Saturday, October 18, 2008

Confusing Effect With Cause

Mark Thoma links to an article by an historian by the name of James Livingston. He argues that the cause of the current financial crisis as well as that of the 1930s was inequality, or more specifically corporate profits constituting an abnormally high share of national income in both the late 1920s and in the last years of the boom that preceded the current bust. With profits being abnormally high, firms invest in asset markets instead of in real investments causing asset price bubbles.
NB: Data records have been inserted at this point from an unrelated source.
//! Shared test utilities and fakes.

#![allow(dead_code, unused_imports)]

pub mod mock_backend;

use async_trait::async_trait;
use chrono::{NaiveDate, TimeZone, Utc};
use device_inventory::api::{
    self, ApiClient, ApiError, Device, DeviceApi, DeviceClient, DeviceId, DevicePayload, Page,
};
use device_inventory::config::ApiConfig;
use device_inventory::filters::{FilterCriteria, PageRequest};
use device_inventory::ui::notify::Notifier;
use parking_lot::Mutex;
use serde_json::{json, Value};
use std::collections::VecDeque;
use std::sync::Arc;

// -- Devices ------------------------------------------------------------------

pub fn date(y: i32, m: u32, d: u32) -> NaiveDate {
    NaiveDate::from_ymd_opt(y, m, d).unwrap()
}

/// A device purchased on 2024-03-01, owned by user 1.
pub fn device(id: DeviceId, name: &str, location: &str, in_use: bool) -> Device {
    let stamp = Utc.with_ymd_and_hms(2024, 3, 1, 9, 0, 0).unwrap();
    Device {
        id,
        name: name.to_string(),
        location: location.to_string(),
        purchase_date: date(2024, 3, 1),
        in_use,
        user_id: 1,
        created_at: stamp,
        updated_at: stamp,
        deleted_at: None,
    }
}

/// `count` devices with ids `1..=count`, alternating between two labs.
pub fn devices(count: u64) -> Vec<Device> {
    (1..=count)
        .map(|id| {
            let lab = if id % 2 == 1 { "Lab A" } else { "Lab B" };
            device(id, &format!("Device {}", id), lab, id % 3 == 0)
        })
        .collect()
}

/// Device as the backend serializes it.
pub fn device_json(device: &Device) -> Value {
    json!({
        "id": device.id,
        "name": device.name,
        "location": device.location,
        "purchase_date": device.purchase_date.format("%Y-%m-%d").to_string(),
        "in_use": if device.in_use { 1 } else { 0 },
        "user_id": device.user_id,
        "created_at": device.created_at.to_rfc3339(),
        "updated_at": device.updated_at.to_rfc3339(),
        "deleted_at": null,
    })
}

/// Paginated `data` payload holding `items`.
pub fn page_json(items: &[Device], total: u64, per_page: u32, current_page: u32) -> Value {
    let last_page = total.div_ceil(u64::from(per_page)).max(1);
    json!({
        "data": items.iter().map(device_json).collect::<Vec<_>>(),
        "total": total,
        "per_page": per_page,
        "current_page": current_page,
        "last_page": last_page,
        "from": if items.is_empty() { Value::Null } else { json!(1) },
        "to": if items.is_empty() { Value::Null } else { json!(items.len()) },
    })
}

// -- Clients ------------------------------------------------------------------

pub fn api_config(base_url: &str) -> ApiConfig {
    ApiConfig {
        base_url: base_url.to_string(),
        timeout_seconds: 5,
        connect_timeout_seconds: 2,
        ..ApiConfig::default()
    }
}

pub fn device_client(base_url: &str) -> DeviceClient {
    let api = ApiClient::new(&api_config(base_url)).expect("client");
    DeviceClient::new(api, "devices")
}

// -- Fake device API ----------------------------------------------------------

/// In-memory [`DeviceApi`] with soft delete and scripted failures.
#[derive(Default)]
pub struct FakeDeviceApi {
    devices: Mutex<Vec<Device>>,
    failures: Mutex<VecDeque<ApiError>>,
    calls: Mutex<Vec<String>>,
    list_requests: Mutex<Vec<PageRequest>>,
}

impl FakeDeviceApi {
    pub fn with_devices(devices: Vec<Device>) -> Arc<Self> {
        let fake = Self::default();
        *fake.devices.lock() = devices;
        Arc::new(fake)
    }

    /// The next call of any kind fails with `err`.
    pub fn fail_next(&self, err: ApiError) {
        self.failures.lock().push_back(err);
    }

    /// Operation log, e.g. `["list", "toggle 3", "remove 5"]`.
    pub fn calls(&self) -> Vec<String> {
        self.calls.lock().clone()
    }

    pub fn list_requests(&self) -> Vec<PageRequest> {
        self.list_requests.lock().clone()
    }

    pub fn list_count(&self) -> usize {
        self.list_requests.lock().len()
    }

    fn record(&self, call: String) -> api::Result<()> {
        self.calls.lock().push(call);
        match self.failures.lock().pop_front() {
            Some(err) => Err(err),
            None => Ok(()),
        }
    }

    fn live(&self) -> Vec<Device> {
        self.devices
            .lock()
            .iter()
            .filter(|d| d.deleted_at.is_none())
            .cloned()
            .collect()
    }
}

fn matches(device: &Device, criteria: &FilterCriteria) -> bool {
    criteria
        .location
        .as_ref()
        .is_none_or(|l| &device.location == l)
        && criteria.in_use.is_none_or(|u| device.in_use == u)
        && criteria.date_from.is_none_or(|d| device.purchase_date >= d)
        && criteria.date_to.is_none_or(|d| device.purchase_date <= d)
}

fn not_found(id: DeviceId) -> ApiError {
    ApiError::NotFound {
        resource: format!("Device {}", id),
    }
}

#[async_trait]
impl DeviceApi for FakeDeviceApi {
    async fn list(&self, request: &PageRequest) -> api::Result<Page<Device>> {
        self.list_requests.lock().push(request.clone());
        self.record("list".to_string())?;

        let matching: Vec<Device> = self
            .live()
            .into_iter()
            .filter(|d| matches(d, &request.criteria))
            .collect();
        let per_page = request.cursor.per_page();
        let page = request.cursor.page();
        let total = matching.len() as u64;
        let items = matching
            .into_iter()
            .skip(((page - 1) * per_page) as usize)
            .take(per_page as usize)
            .collect();

        Ok(Page {
            items,
            total,
            per_page,
            current_page: page,
            last_page: total.div_ceil(u64::from(per_page)).max(1) as u32,
        })
    }

    async fn get(&self, id: DeviceId) -> api::Result<Device> {
        self.record(format!("get {}", id))?;
        self.live()
            .into_iter()
            .find(|d| d.id == id)
            .ok_or_else(|| not_found(id))
    }

    async fn create(&self, payload: &DevicePayload) -> api::Result<Device> {
        self.record("create".to_string())?;
        payload.validate()?;
        let mut devices = self.devices.lock();
        let id = devices.iter().map(|d| d.id).max().unwrap_or(0) + 1;
        let mut created = device(id, &payload.name, &payload.location, payload.in_use);
        created.purchase_date = payload.purchase_date;
        devices.push(created.clone());
        Ok(created)
    }

    async fn update(&self, id: DeviceId, payload: &DevicePayload) -> api::Result<Device> {
        self.record(format!("update {}", id))?;
        payload.validate()?;
        let mut devices = self.devices.lock();
        let existing = devices
            .iter_mut()
            .find(|d| d.id == id && d.deleted_at.is_none())
            .ok_or_else(|| not_found(id))?;
        existing.name = payload.name.clone();
        existing.location = payload.location.clone();
        existing.purchase_date = payload.purchase_date;
        existing.in_use = payload.in_use;
        Ok(existing.clone())
    }

    async fn remove(&self, id: DeviceId) -> api::Result<()> {
        self.record(format!("remove {}", id))?;
        let mut devices = self.devices.lock();
        let existing = devices
            .iter_mut()
            .find(|d| d.id == id && d.deleted_at.is_none())
            .ok_or_else(|| not_found(id))?;
        existing.deleted_at = Some(Utc::now());
        Ok(())
    }

    async fn toggle_in_use(&self, id: DeviceId) -> api::Result<Device> {
        self.record(format!("toggle {}", id))?;
        let mut devices = self.devices.lock();
        let existing = devices
            .iter_mut()
            .find(|d| d.id == id && d.deleted_at.is_none())
            .ok_or_else(|| not_found(id))?;
        existing.in_use = !existing.in_use;
        existing.updated_at = Utc::now();
        Ok(existing.clone())
    }
}

// -- Notifications ------------------------------------------------------------

/// A notification as seen by the user.
#[derive(Debug, Clone, PartialEq, Eq)]
pub enum Notice {
    Success(String),
    Error(String),
}

/// Records every notification.
#[derive(Default)]
pub struct RecordingNotifier {
    notices: Mutex<Vec<Notice>>,
}

impl RecordingNotifier {
    pub fn new() -> Arc<Self> {
        Arc::new(Self::default())
    }

    pub fn notices(&self) -> Vec<Notice> {
        self.notices.lock().clone()
    }

    pub fn errors(&self) -> Vec<String> {
        self.notices()
            .into_iter()
            .filter_map(|n| match n {
                Notice::Error(m) => Some(m),
                Notice::Success(_) => None,
            })
            .collect()
    }
}

impl Notifier for RecordingNotifier {
    fn success(&self, message: &str) {
        self.notices.lock().push(Notice::Success(message.to_string()));
    }

    fn error(&self, message: &str) {
        self.notices.lock().push(Notice::Error(message.to_string()));
    }
}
There are several problems with this theory. For example, real investments did in fact rise during those booms sharply. But the most important problem with the theory is that it provides no credible explanation of why inequality and the relative share of corporate profits had risen so much. Given how weak unions were to begin with, it hardly constitute a credible explanation. And are we really to believe that unions strengthened dramatically during the Depression when profits collapsed and so labor's share of national income rose?

No, the real explanation, as I've explained repeatedly (see for example here) monetary policy. Money supply increases causes for various reasons prices to rise faster than wages, causing the profit share to rise. Furthermore, loose monetary policy cause stock prices to increase even faster than profits both by lowering interest rates (and so increasing the present value of projected future profits) and by creating a positive sentiment. This increase in asset values benefits for obvious reasons those who had assets to begin with, which is primarily the rich, and for that reason it increases inequality.

Increased inequality is in other words not the cause of the asset price bubble. Instead, it is like the asset bubble a related effect of inflationary monetary policies.